■ WHAT YOU SHOULD DO: Please repeat the listing exactly, with every line intact.
[Start of Attachment]
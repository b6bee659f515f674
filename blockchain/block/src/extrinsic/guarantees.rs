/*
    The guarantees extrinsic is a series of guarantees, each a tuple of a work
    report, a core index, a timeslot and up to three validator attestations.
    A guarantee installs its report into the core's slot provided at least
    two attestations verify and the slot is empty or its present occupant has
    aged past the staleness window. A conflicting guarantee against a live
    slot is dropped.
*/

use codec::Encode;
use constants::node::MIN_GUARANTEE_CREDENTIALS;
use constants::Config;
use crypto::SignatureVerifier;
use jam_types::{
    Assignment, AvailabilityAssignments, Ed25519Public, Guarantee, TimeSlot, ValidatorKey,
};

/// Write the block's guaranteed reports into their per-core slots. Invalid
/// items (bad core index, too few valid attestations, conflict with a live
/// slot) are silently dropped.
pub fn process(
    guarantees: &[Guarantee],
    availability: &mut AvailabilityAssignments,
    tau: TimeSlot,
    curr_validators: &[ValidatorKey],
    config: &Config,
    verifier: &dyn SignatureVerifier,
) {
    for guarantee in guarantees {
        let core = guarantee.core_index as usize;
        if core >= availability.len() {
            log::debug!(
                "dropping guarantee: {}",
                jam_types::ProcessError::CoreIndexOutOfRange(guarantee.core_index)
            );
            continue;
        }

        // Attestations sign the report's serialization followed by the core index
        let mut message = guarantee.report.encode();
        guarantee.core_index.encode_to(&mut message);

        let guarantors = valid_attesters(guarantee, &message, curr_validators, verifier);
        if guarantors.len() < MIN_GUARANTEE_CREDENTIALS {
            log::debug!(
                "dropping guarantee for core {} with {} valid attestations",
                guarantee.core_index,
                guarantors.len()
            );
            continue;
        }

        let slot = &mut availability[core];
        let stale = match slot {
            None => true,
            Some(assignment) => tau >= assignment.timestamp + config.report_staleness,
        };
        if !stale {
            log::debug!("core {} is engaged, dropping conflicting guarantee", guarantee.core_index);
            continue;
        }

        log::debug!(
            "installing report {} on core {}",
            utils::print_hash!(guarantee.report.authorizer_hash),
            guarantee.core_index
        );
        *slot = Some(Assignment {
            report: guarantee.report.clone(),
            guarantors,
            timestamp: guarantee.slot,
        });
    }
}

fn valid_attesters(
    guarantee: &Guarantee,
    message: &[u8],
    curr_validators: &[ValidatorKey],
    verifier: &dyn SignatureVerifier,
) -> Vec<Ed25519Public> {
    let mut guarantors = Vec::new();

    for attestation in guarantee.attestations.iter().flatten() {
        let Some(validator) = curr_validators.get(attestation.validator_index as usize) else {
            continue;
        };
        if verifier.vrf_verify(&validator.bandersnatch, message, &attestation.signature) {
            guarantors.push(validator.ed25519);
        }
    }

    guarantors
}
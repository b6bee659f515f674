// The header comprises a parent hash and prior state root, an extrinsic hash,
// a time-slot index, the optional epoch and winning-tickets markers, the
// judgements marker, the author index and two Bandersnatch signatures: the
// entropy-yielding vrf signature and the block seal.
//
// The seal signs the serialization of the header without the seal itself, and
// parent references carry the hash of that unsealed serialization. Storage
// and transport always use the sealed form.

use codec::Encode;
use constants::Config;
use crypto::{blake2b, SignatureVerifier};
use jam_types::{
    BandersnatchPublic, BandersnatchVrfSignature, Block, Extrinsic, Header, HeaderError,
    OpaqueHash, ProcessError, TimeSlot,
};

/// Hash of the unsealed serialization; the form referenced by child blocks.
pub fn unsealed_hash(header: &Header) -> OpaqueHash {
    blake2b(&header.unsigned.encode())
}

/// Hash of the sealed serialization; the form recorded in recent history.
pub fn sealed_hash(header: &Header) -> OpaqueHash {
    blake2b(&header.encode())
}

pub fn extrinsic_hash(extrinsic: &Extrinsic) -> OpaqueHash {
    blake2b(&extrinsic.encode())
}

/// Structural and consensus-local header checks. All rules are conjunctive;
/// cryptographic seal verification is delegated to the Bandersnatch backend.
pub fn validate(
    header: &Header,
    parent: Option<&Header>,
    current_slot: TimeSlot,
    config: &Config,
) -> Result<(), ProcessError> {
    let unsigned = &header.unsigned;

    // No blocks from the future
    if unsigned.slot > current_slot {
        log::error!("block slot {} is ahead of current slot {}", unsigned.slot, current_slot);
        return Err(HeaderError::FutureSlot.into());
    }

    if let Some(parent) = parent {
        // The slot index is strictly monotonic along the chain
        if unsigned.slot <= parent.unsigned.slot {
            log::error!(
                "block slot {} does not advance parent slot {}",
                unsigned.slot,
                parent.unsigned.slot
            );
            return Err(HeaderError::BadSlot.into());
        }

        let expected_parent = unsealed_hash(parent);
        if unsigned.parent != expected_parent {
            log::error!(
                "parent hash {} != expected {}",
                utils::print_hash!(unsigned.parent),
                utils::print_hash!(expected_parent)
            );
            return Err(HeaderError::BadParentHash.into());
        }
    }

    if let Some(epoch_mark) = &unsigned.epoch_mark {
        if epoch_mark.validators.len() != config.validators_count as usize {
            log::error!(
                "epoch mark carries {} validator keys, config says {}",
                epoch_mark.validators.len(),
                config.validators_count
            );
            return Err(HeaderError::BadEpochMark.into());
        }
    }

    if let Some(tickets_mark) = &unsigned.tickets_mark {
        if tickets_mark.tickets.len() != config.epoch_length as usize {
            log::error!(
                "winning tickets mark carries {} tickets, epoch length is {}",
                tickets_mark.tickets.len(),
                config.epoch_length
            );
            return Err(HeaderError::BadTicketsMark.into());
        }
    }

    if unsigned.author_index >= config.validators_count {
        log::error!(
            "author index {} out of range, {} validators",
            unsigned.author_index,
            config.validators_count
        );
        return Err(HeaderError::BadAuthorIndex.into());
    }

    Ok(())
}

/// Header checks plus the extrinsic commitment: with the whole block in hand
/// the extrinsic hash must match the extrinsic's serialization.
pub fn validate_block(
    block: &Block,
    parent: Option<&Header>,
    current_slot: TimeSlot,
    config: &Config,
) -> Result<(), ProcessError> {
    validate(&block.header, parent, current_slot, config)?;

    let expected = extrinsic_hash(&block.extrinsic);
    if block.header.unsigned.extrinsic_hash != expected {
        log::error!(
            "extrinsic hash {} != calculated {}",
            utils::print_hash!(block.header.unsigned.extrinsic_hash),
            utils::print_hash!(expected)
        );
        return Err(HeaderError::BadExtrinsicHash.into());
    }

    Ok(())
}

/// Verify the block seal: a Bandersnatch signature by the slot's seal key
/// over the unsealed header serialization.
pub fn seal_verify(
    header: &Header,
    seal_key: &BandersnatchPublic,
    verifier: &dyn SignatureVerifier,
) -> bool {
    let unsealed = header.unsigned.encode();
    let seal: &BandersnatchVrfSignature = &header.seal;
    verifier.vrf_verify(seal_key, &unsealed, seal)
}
[End of Attachment]
■ RESPONSE AREA:
repository b6bee659f515f674
filename blockchain/block/src/extrinsic/guarantees.rs
/*
    The guarantees extrinsic is a series of guarantees, each a tuple of a work
    report, a core index, a timeslot and up to three validator attestations.
    A guarantee installs its report into the core's slot provided at least
    two attestations verify and the slot is empty or its present occupant has
    aged past the staleness window. A conflicting guarantee against a live
    slot is dropped.
*/

use codec::Encode;
use constants::node::MIN_GUARANTEE_CREDENTIALS;
use constants::Config;
use crypto::SignatureVerifier;
use jam_types::{
    Assignment, AvailabilityAssignments, Ed25519Public, Guarantee, TimeSlot, ValidatorKey,
};

/// Write the block's guaranteed reports into their per-core slots. Invalid
/// items (bad core index, too few valid attestations, conflict with a live
/// slot) are silently dropped.
pub fn process(
    guarantees: &[Guarantee],
    availability: &mut AvailabilityAssignments,
    tau: TimeSlot,
    curr_validators: &[ValidatorKey],
    config: &Config,
    verifier: &dyn SignatureVerifier,
) {
    for guarantee in guarantees {
        let core = guarantee.core_index as usize;
        if core >= availability.len() {
            log::debug!(
                "dropping guarantee: {}",
                jam_types::ProcessError::CoreIndexOutOfRange(guarantee.core_index)
            );
            continue;
        }

        // Attestations sign the report's serialization followed by the core index
        let mut message = guarantee.report.encode();
        guarantee.core_index.encode_to(&mut message);

        let guarantors = valid_attesters(guarantee, &message, curr_validators, verifier);
        if guarantors.len() < MIN_GUARANTEE_CREDENTIALS {
            log::debug!(
                "dropping guarantee for core {} with {} valid attestations",
                guarantee.core_index,
                guarantors.len()
            );
            continue;
        }

        let slot = &mut availability[core];
        let stale = match slot {
            None => true,
            Some(assignment) => tau >= assignment.timestamp + config.report_staleness,
        };
        if !stale {
            log::debug!("core {} is engaged, dropping conflicting guarantee", guarantee.core_index);
            continue;
        }

        log::debug!(
            "installing report {} on core {}",
            utils::print_hash!(guarantee.report.authorizer_hash),
            guarantee.core_index
        );
        *slot = Some(Assignment {
            report: guarantee.report.clone(),
            guarantors,
            timestamp: guarantee.slot,
        });
    }
}

fn valid_attesters(
    guarantee: &Guarantee,
    message: &[u8],
    curr_validators: &[ValidatorKey],
    verifier: &dyn SignatureVerifier,
) -> Vec<Ed25519Public> {
    let mut guarantors = Vec::new();

    for attestation in guarantee.attestations.iter().flatten() {
        let Some(validator) = curr_validators.get(attestation.validator_index as usize) else {
            continue;
        };
        if verifier.vrf_verify(&validator.bandersnatch, message, &attestation.signature) {
            guarantors.push(validator.ed25519);
        }
    }

    guarantors
}
repository b6bee659f515f674
// The header comprises a parent hash and prior state root, an extrinsic hash,
// a time-slot index, the optional epoch and winning-tickets markers, the
// judgements marker, the author index and two Bandersnatch signatures: the
// entropy-yielding vrf signature and the block seal.
//
// The seal signs the serialization of the header without the seal itself, and
// parent references carry the hash of that unsealed serialization. Storage
// and transport always use the sealed form.

use codec::Encode;
use constants::Config;
use crypto::{blake2b, SignatureVerifier};
use jam_types::{
    BandersnatchPublic, BandersnatchVrfSignature, Block, Extrinsic, Header, HeaderError,
    OpaqueHash, ProcessError, TimeSlot,
};

/// Hash of the unsealed serialization; the form referenced by child blocks.
pub fn unsealed_hash(header: &Header) -> OpaqueHash {
    blake2b(&header.unsigned.encode())
}

/// Hash of the sealed serialization; the form recorded in recent history.
pub fn sealed_hash(header: &Header) -> OpaqueHash {
    blake2b(&header.encode())
}

pub fn extrinsic_hash(extrinsic: &Extrinsic) -> OpaqueHash {
    blake2b(&extrinsic.encode())
}

/// Structural and consensus-local header checks. All rules are conjunctive;
/// cryptographic seal verification is delegated to the Bandersnatch backend.
pub fn validate(
    header: &Header,
    parent: Option<&Header>,
    current_slot: TimeSlot,
    config: &Config,
) -> Result<(), ProcessError> {
    let unsigned = &header.unsigned;

    // No blocks from the future
    if unsigned.slot > current_slot {
        log::error!("block slot {} is ahead of current slot {}", unsigned.slot, current_slot);
        return Err(HeaderError::FutureSlot.into());
    }

    if let Some(parent) = parent {
        // The slot index is strictly monotonic along the chain
        if unsigned.slot <= parent.unsigned.slot {
            log::error!(
                "block slot {} does not advance parent slot {}",
                unsigned.slot,
                parent.unsigned.slot
            );
            return Err(HeaderError::BadSlot.into());
        }

        let expected_parent = unsealed_hash(parent);
        if unsigned.parent != expected_parent {
            log::error!(
                "parent hash {} != expected {}",
                utils::print_hash!(unsigned.parent),
                utils::print_hash!(expected_parent)
            );
            return Err(HeaderError::BadParentHash.into());
        }
    }

    if let Some(epoch_mark) = &unsigned.epoch_mark {
        if epoch_mark.validators.len() != config.validators_count as usize {
            log::error!(
                "epoch mark carries {} validator keys, config says {}",
                epoch_mark.validators.len(),
                config.validators_count
            );
            return Err(HeaderError::BadEpochMark.into());
        }
    }

    if let Some(tickets_mark) = &unsigned.tickets_mark {
        if tickets_mark.tickets.len() != config.epoch_length as usize {
            log::error!(
                "winning tickets mark carries {} tickets, epoch length is {}",
                tickets_mark.tickets.len(),
                config.epoch_length
            );
            return Err(HeaderError::BadTicketsMark.into());
        }
    }

    if unsigned.author_index >= config.validators_count {
        log::error!(
            "author index {} out of range, {} validators",
            unsigned.author_index,
            config.validators_count
        );
        return Err(HeaderError::BadAuthorIndex.into());
    }

    Ok(())
}

/// Header checks plus the extrinsic commitment: with the whole block in hand
/// the extrinsic hash must match the extrinsic's serialization.
pub fn validate_block(
    block: &Block,
    parent: Option<&Header>,
    current_slot: TimeSlot,
    config: &Config,
) -> Result<(), ProcessError> {
    validate(&block.header, parent, current_slot, config)?;

    let expected = extrinsic_hash(&block.extrinsic);
    if block.header.unsigned.extrinsic_hash != expected {
        log::error!(
            "extrinsic hash {} != calculated {}",
            utils::print_hash!(block.header.unsigned.extrinsic_hash),
            utils::print_hash!(expected)
        );
        return Err(HeaderError::BadExtrinsicHash.into());
    }

    Ok(())
}

/// Verify the block seal: a Bandersnatch signature by the slot's seal key
/// over the unsealed header serialization.
pub fn seal_verify(
    header: &Header,
    seal_key: &BandersnatchPublic,
    verifier: &dyn SignatureVerifier,
) -> bool {
    let unsealed = header.unsigned.encode();
    let seal: &BandersnatchVrfSignature = &header.seal;
    verifier.vrf_verify(seal_key, &unsealed, seal)
}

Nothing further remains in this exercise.